They write of their regret that Europe has been “abandoned from across the Channel” – an oblique reference to the drawn-out Brexit process that has arguably brought Anglo-European relations to their lowest point since the second world war.
And they say that unless efforts are made to combat a rising tide of populism, the EU elections will be “the most calamitous that we have ever known: victory for the wreckers; disgrace for those who still believe in the legacy of Erasmus, Dante, Goethe, and Comenius; disdain for intelligence and culture; explosions of xenophobia and antisemitism; disaster”.
“Abandoned from across the Channel and from across the Atlantic by the two great allies who in the previous century saved it twice from suicide; vulnerable to the increasingly overt manipulations of the master of the Kremlin, Europe as an idea, as will and representation, is coming apart before our eyes,” the text reads.
The 800-word paean was drafted by the French philosopher Bernard-Henri Lévy.

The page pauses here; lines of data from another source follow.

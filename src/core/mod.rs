pub mod constants;
pub mod error;
pub mod format;
pub mod frame;
pub mod header;
pub mod packet;
pub mod profile;
pub mod reader;
pub mod text;

#[cfg(test)]
pub(crate) mod test_support;
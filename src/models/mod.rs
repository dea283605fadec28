pub mod extension_model;
use serde::{Deserialize, Serialize};

/// Contents of `plugin.json`, also posted to the core on registration.
#[derive(Debug, Serialize, Deserialize)]
pub struct ExtensionConfig {
    pub name: String,
    pub id: String,
    pub version: String,
    pub description: String,
    pub mode: String,
    pub author: String,
    pub cmd: Vec<String>,
    pub enabled: bool,
    pub last_updated: String,
    pub git_path: String,
    pub category: String,
    pub post_url: String,
    pub webpage: String,
    #[serde(default = "default_file_formats")]
    pub file_formats: Vec<String>,
    pub ask_form: bool,
    pub connection: Connection,
    #[serde(default)]
    pub configuration: ReaderConfiguration,
}

#[derive(Debug, Serialize, Deserialize)]
pub struct Connection {
    pub ip: String,
    pub port: u16,
    pub target: String,
    pub target_port: u16,
}

/// Reader behaviour settings.
#[derive(Debug, Clone, Serialize, Deserialize)]
pub struct ReaderConfiguration {
    /// Hide synthetic variables ("#time", "#radius", "#last", ...) from the
    /// exposed header list.
    #[serde(default = "default_true")]
    pub skip_unnamed: bool,
    #[serde(default = "default_heartbeat_secs")]
    pub heartbeat_secs: u64,
}

impl Default for ReaderConfiguration {
    fn default() -> Self {
        Self {
            skip_unnamed: true,
            heartbeat_secs: default_heartbeat_secs(),
        }
    }
}

fn default_file_formats() -> Vec<String> {
    vec!["res".to_string()]
}

fn default_true() -> bool {
    true
}

fn default_heartbeat_secs() -> u64 {
    15
}
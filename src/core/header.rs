// Header records: fixed layout plus optional grid output section

use crate::core::constants::*;
use crate::core::error::{ResError, Result};
use crate::core::format::{ExtendedGrid, Header, OutputCatalog};
use crate::core::packet::{to_count, FieldCursor, PacketReader};
use std::io::{Read, Seek};
use tracing::debug;

/// Decodes the two header records.
///
/// When the second record is only 4 bytes long it is the slice count of the
/// first frame, so the stream is moved back in front of it.
pub fn read_header<R: Read + Seek>(reader: &mut PacketReader<R>) -> Result<Header> {
    let fixed = reader.read_length_prefixed(None)?;
    let mut header = decode_fixed(&fixed.payload)?;

    let second_pos = reader.position()?;
    let second = reader.read_length_prefixed(None)?;
    if second.len() == 4 {
        debug!("No second header record, rewinding to {}", second_pos);
        reader.seek_to(second_pos)?;
        return Ok(header);
    }

    if header.nxout > 0 {
        let (grid, consumed) = decode_extended(&second.payload, header.ngr)?;
        header.extended = Some(grid);
        header.unparsed_tail = second.len() - consumed;
    } else {
        header.unparsed_tail = second.len();
    }

    debug!(
        "Header: version={:?}, {} radial names, {} time names, extended={}, unparsed={} bytes",
        header.version,
        header.rad_catalog.len(),
        header.time_catalog.len(),
        header.extended.is_some(),
        header.unparsed_tail
    );
    Ok(header)
}

fn read_catalog(fields: &mut FieldCursor<'_>, prefix: &[&str]) -> Result<OutputCatalog> {
    let count = to_count(fields.i32()?, "output name count")?;
    let names = fields.names(count, OUTPUT_NAME_WIDTH)?;
    let scales = fields.f64_array(count)?;
    Ok(OutputCatalog::with_prefix(prefix, names, scales))
}

fn decode_fixed(payload: &[u8]) -> Result<Header> {
    let mut fields = FieldCursor::new(payload);

    let rd_name = fields.text(RD_NAME_LEN)?.trim().to_string();
    let eq_name = fields.text(EQ_NAME_LEN)?.trim().to_string();
    let version = fields
        .text(VERSION_LEN)?
        .trim_matches(|c: char| c == ' ' || c == '\0')
        .to_string();
    let xline1 = fields.text(XLINE_LEN)?.trim().to_string();

    let year = fields.i32()?;
    let month = fields.i32()?;
    let day = fields.i32()?;
    let hour = fields.i32()?;
    let minute = fields.i32()?;

    let n_cf_nam = fields.i32()?;
    let n_pr_nam = fields.i32()?;

    let rad_catalog = read_catalog(&mut fields, RADIAL_PREFIX)?;
    let time_catalog = read_catalog(&mut fields, TIME_PREFIX)?;

    let hro = fields.f64()?;
    let nb1 = fields.i32()?;
    let nsbr = fields.i32()?;
    let ngr = fields.i32()?;
    let nxout = fields.i32()?;

    let leq = fields.i32_array(NEQNS)?;

    if fields.remaining() != 0 {
        return Err(ResError::Format(format!(
            "header record has {} unexpected trailing bytes",
            fields.remaining()
        )));
    }

    Ok(Header {
        rd_name,
        eq_name,
        version,
        xline1,
        year,
        month,
        day,
        hour,
        minute,
        n_cf_nam,
        n_pr_nam,
        rad_catalog,
        time_catalog,
        hro,
        nb1,
        nsbr,
        ngr,
        nxout,
        leq,
        extended: None,
        unparsed_tail: 0,
    })
}

/// Decodes the grid output section. Returns the grid and the number of
/// payload bytes consumed; the rest of the record is not decoded.
fn decode_extended(payload: &[u8], ngr: i32) -> Result<(ExtendedGrid, usize)> {
    let ngr = to_count(ngr, "grid count")?;
    if ngr == 0 {
        return Err(ResError::Format(
            "grid output requested with zero grids".to_string(),
        ));
    }

    let mut fields = FieldCursor::new(payload);
    let kto = fields.i32_array(ngr)?;
    let ngridx = fields.i32_array(ngr)?;
    let ntypex = fields.i32_array(ngr)?;
    let timex = fields.f64_array(ngr)?;
    let gdex = fields.i32_array(ngr)?;
    let gdey = fields.i32_array(ngr)?;

    // Data length depends on the last grid's start and size.
    let data_len = gdey[ngr - 1] as i64 + ngridx[ngr - 1] as i64 - 1;
    let data_len = usize::try_from(data_len)
        .map_err(|_| ResError::Format(format!("negative grid data length {}", data_len)))?;
    let datarr = fields.f32_array(data_len)?;

    let namex = fields.names(NARRX, GRID_NAME_WIDTH)?;
    let nwindx = fields.i32_array(NARRX)?;
    let kogda = fields.i32_array(NARRX)?;

    let grid = ExtendedGrid {
        kto,
        ngridx,
        ntypex,
        timex,
        gdex,
        gdey,
        datarr,
        namex,
        nwindx,
        kogda,
    };
    Ok((grid, fields.position()))
}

Signatories included the novelists Ian McEwan and Salman Rushdie, the historian Simon Schama and the Nobel prize laureates Svetlana Alexievitch, Herta Müller, Orhan Pamuk and Elfriede Jelinek.
Rushdie told the Guardian: “Europe is in greater danger now than at any time in the last 70 years, and if one believes in that idea it’s time to stand up and be counted.
“In the UK, I hope parliament may yet have the courage to call for a second referendum. That could rescue the country from the calamity of Brexit and go a long way towards rescuing the EU as well.” [...]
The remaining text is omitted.